● Exercise aim:
Copy each line of the data exactly. Leave nothing out.

*** Block opens ***

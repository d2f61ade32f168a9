//! Unit tests for type system queries

use strata_application::domain_services::{ConstraintViolation, TypeSystem};
use strata_domain::ports::GenericParameter;
use strata_domain::value_objects::{TypeName, TypeRef};

use crate::fixtures::{FixtureCatalog, app, catalog, logger, shop, shop_generic, shop_open};

fn object() -> TypeRef {
    TypeRef::named("System", "Object")
}

#[test]
fn test_builtin_and_object_detection() {
    let catalog = catalog();
    let types = TypeSystem::new(&catalog, "System");

    assert!(types.is_builtin(&TypeRef::named("System", "IDisposable")));
    assert!(types.is_builtin(&TypeRef::named("System.IO", "Stream")));
    assert!(!types.is_builtin(&logger()));
    assert!(types.is_object(&object()));
    assert!(!types.is_object(&TypeRef::named("Other", "Object")));
}

#[test]
fn test_assignability() {
    let catalog = catalog();
    let types = TypeSystem::new(&catalog, "System");

    assert!(types.is_assignable(&shop("Battery"), &shop("Battery")));
    assert!(types.is_assignable(&shop("Battery"), &shop("ProductBase")));
    assert!(types.is_assignable(&shop("Battery"), &shop("IProduct")));
    assert!(types.is_assignable(&app("Order"), &object()));
    assert!(!types.is_assignable(&app("Order"), &shop("IProduct")));
}

#[test]
fn test_interfaces_of_closed_generic_substitutes_arguments() {
    let catalog = catalog();
    let types = TypeSystem::new(&catalog, "System");

    let closed = shop_generic("Validator", shop("Screen"));

    assert_eq!(
        types.interfaces_of(&closed),
        vec![shop_generic("IValidator", shop("Screen"))]
    );
}

#[test]
fn test_base_chain_nearest_first() {
    let catalog = catalog();
    let types = TypeSystem::new(&catalog, "System");

    assert_eq!(types.base_chain(&shop("Battery")), vec![shop("ProductBase")]);
    assert!(types.base_chain(&shop("Screen")).is_empty());
}

#[test]
fn test_close_satisfying_argument() {
    let catalog = catalog();
    let types = TypeSystem::new(&catalog, "System");

    let closed = types
        .close(&shop_open("Validator"), &[shop("Battery")])
        .expect("battery satisfies the product constraint");

    assert_eq!(closed, shop_generic("Validator", shop("Battery")));
}

#[test]
fn test_close_rejects_unassignable_argument() {
    let catalog = catalog();
    let types = TypeSystem::new(&catalog, "System");

    let violation = types
        .close(&shop_open("Validator"), &[app("Order")])
        .expect_err("order is not a product");

    assert!(matches!(violation, ConstraintViolation::NotAssignable { .. }));
}

#[test]
fn test_close_rejects_wrong_arity() {
    let catalog = catalog();
    let types = TypeSystem::new(&catalog, "System");

    let violation = types
        .close(&shop_open("Validator"), &[shop("Battery"), shop("Screen")])
        .expect_err("validator takes one argument");

    assert_eq!(
        violation,
        ConstraintViolation::ArityMismatch {
            definition: "Shop.Validator`1".to_string(),
            expected: 1,
            actual: 2,
        }
    );
}

#[test]
fn test_close_rejects_unknown_argument() {
    let catalog = catalog();
    let types = TypeSystem::new(&catalog, "System");

    let violation = types
        .close(&shop_open("Validator"), &[shop("Ghost")])
        .expect_err("unknown types never satisfy constraints");

    assert!(matches!(violation, ConstraintViolation::UnknownType(_)));
}

#[test]
fn test_special_constraints() {
    let catalog = FixtureCatalog::default()
        .with(strata_domain::ports::TypeDescriptor::value("Shop", "Sku"))
        .with(strata_domain::ports::TypeDescriptor::class("Shop", "Screen"))
        .with(
            strata_domain::ports::TypeDescriptor::class("Shop", "Bare")
                .default_constructible(),
        );
    let types = TypeSystem::new(&catalog, "System");
    let reference = GenericParameter::new("T").reference_type();
    let value = GenericParameter::new("T").value_type();
    let constructible = GenericParameter::new("T").default_constructor();

    assert!(matches!(
        types.satisfies(&reference, &shop("Sku"), &[]),
        Err(ConstraintViolation::NotReferenceType { .. })
    ));
    assert!(matches!(
        types.satisfies(&value, &shop("Screen"), &[]),
        Err(ConstraintViolation::NotValueType { .. })
    ));
    assert!(matches!(
        types.satisfies(&constructible, &shop("Screen"), &[]),
        Err(ConstraintViolation::MissingDefaultConstructor { .. })
    ));
    assert!(types.satisfies(&constructible, &shop("Bare"), &[]).is_ok());
    assert!(types.satisfies(&constructible, &shop("Sku"), &[]).is_ok());
}

#[test]
fn test_open_argument_rejected() {
    let catalog = catalog();
    let types = TypeSystem::new(&catalog, "System");
    let parameter = GenericParameter::new("T");

    assert!(matches!(
        types.satisfies(&parameter, &TypeRef::parameter(0), &[]),
        Err(ConstraintViolation::OpenArgument(_))
    ));
}

#[test]
fn test_single_interface_constraint() {
    let catalog = catalog();
    let types = TypeSystem::new(&catalog, "System");

    assert_eq!(
        types.single_interface_constraint(&TypeName::generic("Shop", "IHandler", 1)),
        Some(shop("IProduct"))
    );
    assert_eq!(
        types.single_interface_constraint(&TypeName::generic("App", "IRepository", 1)),
        None
    );
    assert_eq!(
        types.single_interface_constraint(&TypeName::generic("App", "IMapper", 2)),
        None
    );
}

#[test]
fn test_object_constraint_is_not_explicit() {
    let catalog = catalog();
    let types = TypeSystem::new(&catalog, "System");
    let parameter = GenericParameter::new("T").with_type_constraint(object());

    assert!(types.explicit_type_constraints(&parameter).is_empty());
}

*** Block closes ***

● Task solution:
repository d2f61ade32f168a9
//! Unit tests for type system queries

use strata_application::domain_services::{ConstraintViolation, TypeSystem};
use strata_domain::ports::GenericParameter;
use strata_domain::value_objects::{TypeName, TypeRef};

use crate::fixtures::{FixtureCatalog, app, catalog, logger, shop, shop_generic, shop_open};

fn object() -> TypeRef {
    TypeRef::named("System", "Object")
}

#[test]
fn test_builtin_and_object_detection() {
    let catalog = catalog();
    let types = TypeSystem::new(&catalog, "System");

    assert!(types.is_builtin(&TypeRef::named("System", "IDisposable")));
    assert!(types.is_builtin(&TypeRef::named("System.IO", "Stream")));
    assert!(!types.is_builtin(&logger()));
    assert!(types.is_object(&object()));
    assert!(!types.is_object(&TypeRef::named("Other", "Object")));
}

#[test]
fn test_assignability() {
    let catalog = catalog();
    let types = TypeSystem::new(&catalog, "System");

    assert!(types.is_assignable(&shop("Battery"), &shop("Battery")));
    assert!(types.is_assignable(&shop("Battery"), &shop("ProductBase")));
    assert!(types.is_assignable(&shop("Battery"), &shop("IProduct")));
    assert!(types.is_assignable(&app("Order"), &object()));
    assert!(!types.is_assignable(&app("Order"), &shop("IProduct")));
}

#[test]
fn test_interfaces_of_closed_generic_substitutes_arguments() {
    let catalog = catalog();
    let types = TypeSystem::new(&catalog, "System");

    let closed = shop_generic("Validator", shop("Screen"));

    assert_eq!(
        types.interfaces_of(&closed),
        vec![shop_generic("IValidator", shop("Screen"))]
    );
}

#[test]
fn test_base_chain_nearest_first() {
    let catalog = catalog();
    let types = TypeSystem::new(&catalog, "System");

    assert_eq!(types.base_chain(&shop("Battery")), vec![shop("ProductBase")]);
    assert!(types.base_chain(&shop("Screen")).is_empty());
}

#[test]
fn test_close_satisfying_argument() {
    let catalog = catalog();
    let types = TypeSystem::new(&catalog, "System");

    let closed = types
        .close(&shop_open("Validator"), &[shop("Battery")])
        .expect("battery satisfies the product constraint");

    assert_eq!(closed, shop_generic("Validator", shop("Battery")));
}

#[test]
fn test_close_rejects_unassignable_argument() {
    let catalog = catalog();
    let types = TypeSystem::new(&catalog, "System");

    let violation = types
        .close(&shop_open("Validator"), &[app("Order")])
        .expect_err("order is not a product");

    assert!(matches!(violation, ConstraintViolation::NotAssignable { .. }));
}

#[test]
fn test_close_rejects_wrong_arity() {
    let catalog = catalog();
    let types = TypeSystem::new(&catalog, "System");

    let violation = types
        .close(&shop_open("Validator"), &[shop("Battery"), shop("Screen")])
        .expect_err("validator takes one argument");

    assert_eq!(
        violation,
        ConstraintViolation::ArityMismatch {
            definition: "Shop.Validator`1".to_string(),
            expected: 1,
            actual: 2,
        }
    );
}

#[test]
fn test_close_rejects_unknown_argument() {
    let catalog = catalog();
    let types = TypeSystem::new(&catalog, "System");

    let violation = types
        .close(&shop_open("Validator"), &[shop("Ghost")])
        .expect_err("unknown types never satisfy constraints");

    assert!(matches!(violation, ConstraintViolation::UnknownType(_)));
}

#[test]
fn test_special_constraints() {
    let catalog = FixtureCatalog::default()
        .with(strata_domain::ports::TypeDescriptor::value("Shop", "Sku"))
        .with(strata_domain::ports::TypeDescriptor::class("Shop", "Screen"))
        .with(
            strata_domain::ports::TypeDescriptor::class("Shop", "Bare")
                .default_constructible(),
        );
    let types = TypeSystem::new(&catalog, "System");
    let reference = GenericParameter::new("T").reference_type();
    let value = GenericParameter::new("T").value_type();
    let constructible = GenericParameter::new("T").default_constructor();

    assert!(matches!(
        types.satisfies(&reference, &shop("Sku"), &[]),
        Err(ConstraintViolation::NotReferenceType { .. })
    ));
    assert!(matches!(
        types.satisfies(&value, &shop("Screen"), &[]),
        Err(ConstraintViolation::NotValueType { .. })
    ));
    assert!(matches!(
        types.satisfies(&constructible, &shop("Screen"), &[]),
        Err(ConstraintViolation::MissingDefaultConstructor { .. })
    ));
    assert!(types.satisfies(&constructible, &shop("Bare"), &[]).is_ok());
    assert!(types.satisfies(&constructible, &shop("Sku"), &[]).is_ok());
}

#[test]
fn test_open_argument_rejected() {
    let catalog = catalog();
    let types = TypeSystem::new(&catalog, "System");
    let parameter = GenericParameter::new("T");

    assert!(matches!(
        types.satisfies(&parameter, &TypeRef::parameter(0), &[]),
        Err(ConstraintViolation::OpenArgument(_))
    ));
}

#[test]
fn test_single_interface_constraint() {
    let catalog = catalog();
    let types = TypeSystem::new(&catalog, "System");

    assert_eq!(
        types.single_interface_constraint(&TypeName::generic("Shop", "IHandler", 1)),
        Some(shop("IProduct"))
    );
    assert_eq!(
        types.single_interface_constraint(&TypeName::generic("App", "IRepository", 1)),
        None
    );
    assert_eq!(
        types.single_interface_constraint(&TypeName::generic("App", "IMapper", 2)),
        None
    );
}

#[test]
fn test_object_constraint_is_not_explicit() {
    let catalog = catalog();
    let types = TypeSystem::new(&catalog, "System");
    let parameter = GenericParameter::new("T").with_type_constraint(object());

    assert!(types.explicit_type_constraints(&parameter).is_empty());
}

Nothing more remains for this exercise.